§ EXERCISE BRIEF
Your answer should consist of the lines holding "descendants", copied from the material below.

• • • •

// cli/analysis_stats.rs - `xqstatic analysis-stats` subcommand
//
// Loads a syntax tree and reports timing metrics for each resolver, run
// over every node of the tree.
//
// Phases measured:
//   1. load: reading and building the tree and library modules
//   2. namespaces: statically known namespaces at every node
//   3. defaults: default element/type and function namespaces
//   4. variables: in-scope variables at every node
//   5. functions: function candidates at every call-like site

use std::path::PathBuf;
use std::time::{Duration, Instant};

use anyhow::Context;

use super::{load_modules, CommonArgs};
use crate::context::StaticContext;
use crate::modules::ModuleRegistry;
use crate::perf::TimingGuard;
use crate::syntax::{NodeId, SyntaxTree};

/// Parsed arguments for the `analysis-stats` subcommand.
#[derive(Debug)]
pub struct AnalysisStatsArgs {
    pub path: PathBuf,
    pub csv: bool,
    pub only: Option<String>,
    pub common: CommonArgs,
}

/// Result of running a single analysis phase.
pub struct PhaseResult {
    pub name: String,
    pub duration: Duration,
    pub peak_rss_bytes: Option<u64>,
    pub detail: String,
}

/// All valid phase names.
const VALID_PHASES: &[&str] = &["load", "namespaces", "defaults", "variables", "functions"];

/// Parse `analysis-stats` arguments from the remaining CLI args.
///
/// Expected usage: `xqstatic analysis-stats <tree.json> [--csv] [--only <phase>]`
pub fn parse_args(args: &mut impl Iterator<Item = String>) -> Result<AnalysisStatsArgs, String> {
    let mut path: Option<PathBuf> = None;
    let mut csv = false;
    let mut only: Option<String> = None;
    let mut common = CommonArgs::default();

    while let Some(arg) = args.next() {
        if common.parse_flag(&arg, args)? {
            continue;
        }
        match arg.as_str() {
            "--csv" => csv = true,
            "--only" => {
                let phase = args
                    .next()
                    .ok_or_else(|| "--only requires a phase name".to_string())?;
                if !VALID_PHASES.contains(&phase.as_str()) {
                    return Err(format!(
                        "Unknown phase '{}'. Valid phases: {}",
                        phase,
                        VALID_PHASES.join(", ")
                    ));
                }
                only = Some(phase);
            }
            other if other.starts_with('-') => {
                return Err(format!("Unknown flag: '{}'", other));
            }
            _ => {
                if path.is_some() {
                    return Err("Multiple paths provided; expected exactly one".to_string());
                }
                path = Some(PathBuf::from(arg));
            }
        }
    }

    let path = path.ok_or_else(|| "Missing required <tree.json> argument".to_string())?;
    if !path.exists() {
        return Err(format!("Path does not exist: {}", path.display()));
    }

    Ok(AnalysisStatsArgs {
        path,
        csv,
        only,
        common,
    })
}

fn phase(name: &str, start: Instant, detail: String) -> PhaseResult {
    PhaseResult {
        name: name.to_string(),
        duration: start.elapsed(),
        peak_rss_bytes: crate::perf::peak_rss_bytes(),
        detail,
    }
}

/// Run the analysis-stats command and return phase results.
pub fn run_analysis_stats(args: &AnalysisStatsArgs) -> anyhow::Result<Vec<PhaseResult>> {
    let mut results = Vec::new();

    let should_run = |phase: &str| -> bool {
        args.only.as_ref().map_or(true, |only| only == phase)
    };

    // Phase 1: Load - the tree and any library modules. Always needed.
    let config = args.common.resolver_config()?;
    let start = Instant::now();
    let (tree, modules) = {
        let _guard = TimingGuard::new("analysis-stats:load");
        let json = std::fs::read_to_string(&args.path)
            .with_context(|| format!("Failed to read {}", args.path.display()))?;
        let tree = SyntaxTree::from_json_str(&json)?;
        let modules: ModuleRegistry = load_modules(&config)?;
        (tree, modules)
    };
    if should_run("load") {
        let caching = match config.cache_capacity {
            0 => "cache disabled".to_string(),
            n => format!("cache capacity {n}"),
        };
        results.push(phase(
            "load",
            start,
            format!("{} nodes, {} library modules, {}", tree.len(), modules.len(), caching),
        ));
    }

    let cache = config.new_cache();
    let ctx = StaticContext::new(&tree, config.dialect)
        .with_modules(&modules)
        .with_cache(cache.as_ref());
    let all_nodes: Vec<NodeId> = tree.root().descendants().map(|n| n.id()).collect();

    // Phase 2: Namespaces
    if should_run("namespaces") {
        let _guard = TimingGuard::new("analysis-stats:namespaces");
        let start = Instant::now();
        let bindings: usize = ctx.namespaces_batch(&all_nodes).iter().map(|b| b.len()).sum();
        results.push(phase(
            "namespaces",
            start,
            format!("{} nodes, {} bindings", all_nodes.len(), bindings),
        ));
    }

    // Phase 3: Defaults
    if should_run("defaults") {
        let _guard = TimingGuard::new("analysis-stats:defaults");
        let start = Instant::now();
        let mut overridden = 0usize;
        for &id in &all_nodes {
            let element = ctx.default_element_namespace(id);
            let function = ctx.default_function_namespace(id);
            if element.len() > 1 || function.len() > 1 {
                overridden += 1;
            }
        }
        results.push(phase(
            "defaults",
            start,
            format!("{} nodes, {} with declared defaults", all_nodes.len(), overridden),
        ));
    }

    // Phase 4: Variables
    if should_run("variables") {
        let _guard = TimingGuard::new("analysis-stats:variables");
        let start = Instant::now();
        let batch = ctx.in_scope_variables_batch(&all_nodes);
        let total: usize = batch.iter().map(|v| v.len()).sum();
        let max = batch.iter().map(|v| v.len()).max().unwrap_or(0);
        results.push(phase(
            "variables",
            start,
            format!("{} nodes, {} bindings, at most {} at one node", all_nodes.len(), total, max),
        ));
    }

    // Phase 5: Functions - call-like sites only
    if should_run("functions") {
        let _guard = TimingGuard::new("analysis-stats:functions");
        let start = Instant::now();
        let sites: Vec<NodeId> = tree
            .root()
            .descendants()
            .filter(|n| n.kind().is_call_site())
            .map(|n| n.id())
            .collect();
        let candidates = ctx.statically_known_functions_batch(&sites);
        let unresolved = candidates.iter().filter(|c| c.is_empty()).count();
        let total: usize = candidates.iter().map(|c| c.len()).sum();
        results.push(phase(
            "functions",
            start,
            format!("{} call sites, {} candidates, {} unresolved", sites.len(), total, unresolved),
        ));
    }

    Ok(results)
}

/// Print phase results in human-readable format.
pub fn print_results(results: &[PhaseResult]) {
    println!("=== xqstatic Analysis Stats ===\n");
    for result in results {
        let rss_str = match result.peak_rss_bytes {
            Some(bytes) => format_bytes(bytes),
            None => "N/A".to_string(),
        };
        println!(
            "  {:<12} {:>10.2?}   RSS: {:<10}  ({})",
            result.name, result.duration, rss_str, result.detail
        );
    }

    if results.len() > 1 {
        let total: Duration = results.iter().map(|r| r.duration).sum();
        println!("\n  {:<12} {:>10.2?}", "TOTAL", total);
    }
    println!();
}

/// Print phase results in CSV format.
pub fn print_results_csv(results: &[PhaseResult]) {
    println!("phase,duration_ms,peak_rss_bytes,detail");
    for result in results {
        let rss = result
            .peak_rss_bytes
            .map_or(String::new(), |b| b.to_string());
        println!(
            "{},{:.3},{},\"{}\"",
            result.name,
            result.duration.as_secs_f64() * 1000.0,
            rss,
            result.detail.replace('"', "\"\"")
        );
    }
}

/// Format a byte count as a human-readable string (e.g., "12.3 MB").
fn format_bytes(bytes: u64) -> String {
    const KB: u64 = 1024;
    const MB: u64 = 1024 * KB;
    const GB: u64 = 1024 * MB;
    if bytes >= GB {
        format!("{:.1} GB", bytes as f64 / GB as f64)
    } else if bytes >= MB {
        format!("{:.1} MB", bytes as f64 / MB as f64)
    } else if bytes >= KB {
        format!("{:.1} KB", bytes as f64 / KB as f64)
    } else {
        format!("{} B", bytes)
    }
}

#[cfg(test)]
mod tests {
    use super::*;
    use crate::test_utils::fixture_query::{create_fixture_file, FixtureConfig};

    fn args_for(path: &std::path::Path, only: Option<&str>) -> AnalysisStatsArgs {
        AnalysisStatsArgs {
            path: path.to_path_buf(),
            csv: false,
            only: only.map(str::to_string),
            common: CommonArgs::default(),
        }
    }

    #[test]
    fn test_parse_args_flags() {
        let (_dir, path) = create_fixture_file(&FixtureConfig::small());
        let mut args = vec![
            path.to_string_lossy().into_owned(),
            "--csv".to_string(),
            "--only".to_string(),
            "variables".to_string(),
            "--xquery-version".to_string(),
            "3.0".to_string(),
        ]
        .into_iter();
        let result = parse_args(&mut args).unwrap();
        assert!(result.csv);
        assert_eq!(result.only.as_deref(), Some("variables"));
        assert!(result.common.version.is_some());
    }

    #[test]
    fn test_parse_args_errors() {
        let mut args = vec!["--csv".to_string()].into_iter();
        assert!(parse_args(&mut args).unwrap_err().contains("Missing required"));

        let mut args = vec![".".to_string(), "--only".to_string(), "parse".to_string()].into_iter();
        assert!(parse_args(&mut args).unwrap_err().contains("Unknown phase"));

        let mut args = vec![".".to_string(), "--only".to_string()].into_iter();
        assert!(parse_args(&mut args)
            .unwrap_err()
            .contains("--only requires a phase name"));

        let mut args = vec!["/nonexistent/tree.json".to_string()].into_iter();
        assert!(parse_args(&mut args).unwrap_err().contains("does not exist"));
    }

    #[test]
    fn test_run_all_phases() {
        let (_dir, path) = create_fixture_file(&FixtureConfig::small());
        let results = run_analysis_stats(&args_for(&path, None)).unwrap();
        let names: Vec<_> = results.iter().map(|r| r.name.as_str()).collect();
        assert_eq!(names, VALID_PHASES);
        assert!(results[4].detail.contains("1 unresolved"));
    }

    #[test]
    fn test_zero_cache_capacity_runs_uncached() {
        let (dir, path) = create_fixture_file(&FixtureConfig::small());
        let config = dir.path().join("xqstatic.json");
        std::fs::write(&config, r#"{"cacheCapacity": 0}"#).unwrap();

        let mut args = args_for(&path, None);
        args.common.config = Some(config);
        let results = run_analysis_stats(&args).unwrap();
        assert!(results[0].detail.ends_with("cache disabled"));
        // Same answers as the cached run.
        let cached = run_analysis_stats(&args_for(&path, None)).unwrap();
        assert!(cached[0].detail.ends_with("cache capacity 4096"));
        for (a, b) in results.iter().zip(&cached).skip(1) {
            assert_eq!(a.detail, b.detail);
        }
    }

    #[test]
    fn test_run_only_one_phase() {
        let (_dir, path) = create_fixture_file(&FixtureConfig::small());
        let results = run_analysis_stats(&args_for(&path, Some("namespaces"))).unwrap();
        assert_eq!(results.len(), 1);
        assert_eq!(results[0].name, "namespaces");
    }

    #[test]
    fn test_invalid_tree_is_an_error() {
        let dir = tempfile::TempDir::new().unwrap();
        let path = dir.path().join("tree.json");
        std::fs::write(&path, "[]").unwrap();
        assert!(run_analysis_stats(&args_for(&path, None)).is_err());
    }

    #[test]
    fn test_format_bytes() {
        assert_eq!(format_bytes(512), "512 B");
        assert_eq!(format_bytes(2048), "2.0 KB");
        assert_eq!(format_bytes(3 * 1024 * 1024), "3.0 MB");
    }
}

• • • •

§ TASK ANSWER
    let all_nodes: Vec<NodeId> = tree.root().descendants().map(|n| n.id()).collect();
            .descendants()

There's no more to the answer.